There are, arguably, other reasons to consider antibiotics for pharyngitis, but the evidence does not rise to support them. The Cochrane group estimates a 16-hour reduction in symptoms with antibiotics, but ibuprofen, acetaminophen, or a single dose of corticosteroids is as good or better, with fewer side effects. And while peritonsillar abscess may be minimally reduced by antibiotics, abscesses typically present primarily rather than after strep throat, and in most cases are easily treated. No studies have shown that antibiotics reduce the transmission of strep or reduce other complications.

The administration of antibiotics for strep throat, endorsed universally by practice guidelines and professional societies, is based exclusively on data from the world’s most concentrated epidemic of rheumatic fever. Using this to guide modern therapy is like administering antibiotics to prevent bubonic plague.

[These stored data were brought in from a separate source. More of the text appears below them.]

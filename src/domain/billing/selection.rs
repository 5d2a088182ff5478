use chrono::NaiveDate;
use serde::{Deserialize, Serialize};
use std::collections::BTreeSet;
use uuid::Uuid;

use super::entities::{ExpenseEntry, Matter, TimesheetEntry};

/// Temporal constraints derived from the selection: both minimums equal
/// the **latest** date among selected, not-yet-invoiced timesheet entries.
/// The invoice cannot predate the most recent work it bills for.
#[derive(Debug, Clone, Copy, Default, PartialEq, Eq, Serialize, Deserialize)]
pub struct DateBounds {
  pub min_invoice_date: Option<NaiveDate>,
  pub min_due_date: Option<NaiveDate>,
}

/// Input events of the selection engine. Every event triggers a full
/// recompute of the selected-uninvoiced subset and the date bounds.
#[derive(Debug, Clone, PartialEq)]
pub enum SelectionEvent {
  MatterAdded {
    matter: Matter,
    timesheets: Vec<TimesheetEntry>,
    expenses: Vec<ExpenseEntry>,
  },
  MatterRemoved(Uuid),
  TimesheetToggled(Uuid),
  SelectAll { person: Option<String> },
  DeselectAll { person: Option<String> },
  DateRangeChanged {
    from: Option<NaiveDate>,
    to: Option<NaiveDate>,
  },
  ExpensesIncluded(bool),
  ExpenseToggled(Uuid),
}

/// The draft's selection set plus its filters. Mutated only through
/// `apply`, which consumes the state and returns the next one so ordering
/// guarantees can be asserted directly, without any UI runtime.
#[derive(Debug, Clone, Default, PartialEq, Serialize, Deserialize)]
pub struct SelectionState {
  editing_invoice: Option<Uuid>,
  matters: Vec<Matter>,
  timesheets: Vec<TimesheetEntry>,
  expenses: Vec<ExpenseEntry>,
  selected_timesheets: BTreeSet<Uuid>,
  selected_expenses: BTreeSet<Uuid>,
  include_expenses: bool,
  date_from: Option<NaiveDate>,
  date_to: Option<NaiveDate>,
}

impl SelectionState {
  pub fn new(editing_invoice: Option<Uuid>) -> Self {
    Self {
      editing_invoice,
      ..Self::default()
    }
  }

  pub fn editing_invoice(&self) -> Option<Uuid> {
    self.editing_invoice
  }

  pub fn matters(&self) -> &[Matter] {
    &self.matters
  }

  pub fn include_expenses(&self) -> bool {
    self.include_expenses
  }

  pub fn date_range(&self) -> (Option<NaiveDate>, Option<NaiveDate>) {
    (self.date_from, self.date_to)
  }

  pub fn selected_timesheet_ids(&self) -> Vec<Uuid> {
    self.selected_timesheets.iter().copied().collect()
  }

  pub fn selected_expense_ids(&self) -> Vec<Uuid> {
    self.selected_expenses.iter().copied().collect()
  }

  fn in_range(&self, entry: &TimesheetEntry) -> bool {
    if let Some(from) = self.date_from
      && entry.date < from
    {
      return false;
    }
    if let Some(to) = self.date_to
      && entry.date > to
    {
      return false;
    }
    true
  }

  /// All candidate entries within the date-range filter. Locked entries
  /// stay visible so the user understands the totals; they are only
  /// excluded from toggling.
  pub fn visible_timesheets(&self) -> impl Iterator<Item = &TimesheetEntry> {
    self.timesheets.iter().filter(|e| self.in_range(e))
  }

  pub fn visible_expenses(&self) -> impl Iterator<Item = &ExpenseEntry> {
    self.expenses.iter().filter(|e| e.included)
  }

  /// The currently selected entries, restricted to the visible subset.
  pub fn selected_entries(&self) -> Vec<&TimesheetEntry> {
    self
      .visible_timesheets()
      .filter(|e| self.selected_timesheets.contains(&e.id))
      .collect()
  }

  pub fn selected_expense_entries(&self) -> Vec<&ExpenseEntry> {
    self
      .visible_expenses()
      .filter(|e| self.selected_expenses.contains(&e.id))
      .collect()
  }

  /// Entries looked up by id regardless of selection, used by the
  /// edit-mode fallback to the original stored selection.
  pub fn entries_by_ids(&self, ids: &[Uuid]) -> Vec<&TimesheetEntry> {
    self
      .timesheets
      .iter()
      .filter(|e| ids.contains(&e.id))
      .collect()
  }

  fn scoped_selectable_ids(&self, person: Option<&str>) -> Vec<Uuid> {
    self
      .visible_timesheets()
      .filter(|e| !e.is_locked_for(self.editing_invoice))
      .filter(|e| person.is_none_or(|p| e.person == p))
      .map(|e| e.id)
      .collect()
  }

  /// Whether the filtered, not-invoiced subset is entirely selected.
  /// Select-all toggles the whole subset atomically to the opposite of
  /// this state.
  pub fn fully_selected(&self, person: Option<&str>) -> bool {
    let scoped = self.scoped_selectable_ids(person);
    !scoped.is_empty() && scoped.iter().all(|id| self.selected_timesheets.contains(id))
  }

  /// Latest date among selected, not-invoiced entries; empty selection
  /// clears both bounds.
  pub fn bounds(&self) -> DateBounds {
    let latest = self
      .selected_entries()
      .iter()
      .filter(|e| !e.is_invoiced)
      .map(|e| e.date)
      .max();
    DateBounds {
      min_invoice_date: latest,
      min_due_date: latest,
    }
  }

  /// Applies one input event and returns the next state.
  pub fn apply(mut self, event: SelectionEvent) -> Self {
    match event {
      SelectionEvent::MatterAdded {
        matter,
        timesheets,
        expenses,
      } => {
        if self.matters.iter().any(|m| m.id == matter.id) {
          return self;
        }
        self.matters.push(matter);
        let known_ts: BTreeSet<Uuid> = self.timesheets.iter().map(|t| t.id).collect();
        self
          .timesheets
          .extend(timesheets.into_iter().filter(|t| !known_ts.contains(&t.id)));
        let known_ex: BTreeSet<Uuid> = self.expenses.iter().map(|x| x.id).collect();
        self
          .expenses
          .extend(expenses.into_iter().filter(|x| !known_ex.contains(&x.id)));
      }
      SelectionEvent::MatterRemoved(matter_id) => {
        self.matters.retain(|m| m.id != matter_id);
        let removed_ts: Vec<Uuid> = self
          .timesheets
          .iter()
          .filter(|t| t.matter_id == matter_id)
          .map(|t| t.id)
          .collect();
        let removed_ex: Vec<Uuid> = self
          .expenses
          .iter()
          .filter(|x| x.matter_id == matter_id)
          .map(|x| x.id)
          .collect();
        self.timesheets.retain(|t| t.matter_id != matter_id);
        self.expenses.retain(|x| x.matter_id != matter_id);
        for id in removed_ts {
          self.selected_timesheets.remove(&id);
        }
        for id in removed_ex {
          self.selected_expenses.remove(&id);
        }
      }
      SelectionEvent::TimesheetToggled(id) => {
        // Toggling a locked or filtered-out entry is a no-op, not an error.
        let toggleable = self
          .timesheets
          .iter()
          .find(|e| e.id == id)
          .is_some_and(|e| self.in_range(e) && !e.is_locked_for(self.editing_invoice));
        if toggleable && !self.selected_timesheets.remove(&id) {
          self.selected_timesheets.insert(id);
        }
      }
      SelectionEvent::SelectAll { person } => {
        for id in self.scoped_selectable_ids(person.as_deref()) {
          self.selected_timesheets.insert(id);
        }
      }
      SelectionEvent::DeselectAll { person } => {
        for id in self.scoped_selectable_ids(person.as_deref()) {
          self.selected_timesheets.remove(&id);
        }
      }
      SelectionEvent::DateRangeChanged { from, to } => {
        self.date_from = from;
        self.date_to = to;
        // Selections outside the new range are dropped, not remembered.
        let keep: BTreeSet<Uuid> = self
          .timesheets
          .iter()
          .filter(|e| self.selected_timesheets.contains(&e.id) && self.in_range(e))
          .map(|e| e.id)
          .collect();
        self.selected_timesheets = keep;
      }
      SelectionEvent::ExpensesIncluded(include) => {
        self.include_expenses = include;
      }
      SelectionEvent::ExpenseToggled(id) => {
        let toggleable = self
          .expenses
          .iter()
          .find(|e| e.id == id)
          .is_some_and(|e| e.included);
        if toggleable && !self.selected_expenses.remove(&id) {
          self.selected_expenses.insert(id);
        }
      }
    }
    self
  }
}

The essence of evidence is its ability to point us toward truth, and we must first understand what truth we seek. We do not ask whether antibiotics may be useful during a military epidemic of rheumatic fever. We ask a different question. We ask if antibiotics are beneficial for every day strep throat. Those who have written our guidelines and crafted our recommendations have, unfortunately, failed us. The strange tale of Warren Air Force base is a lesson in evidence: The only way to get an answer right is to pay attention to the question.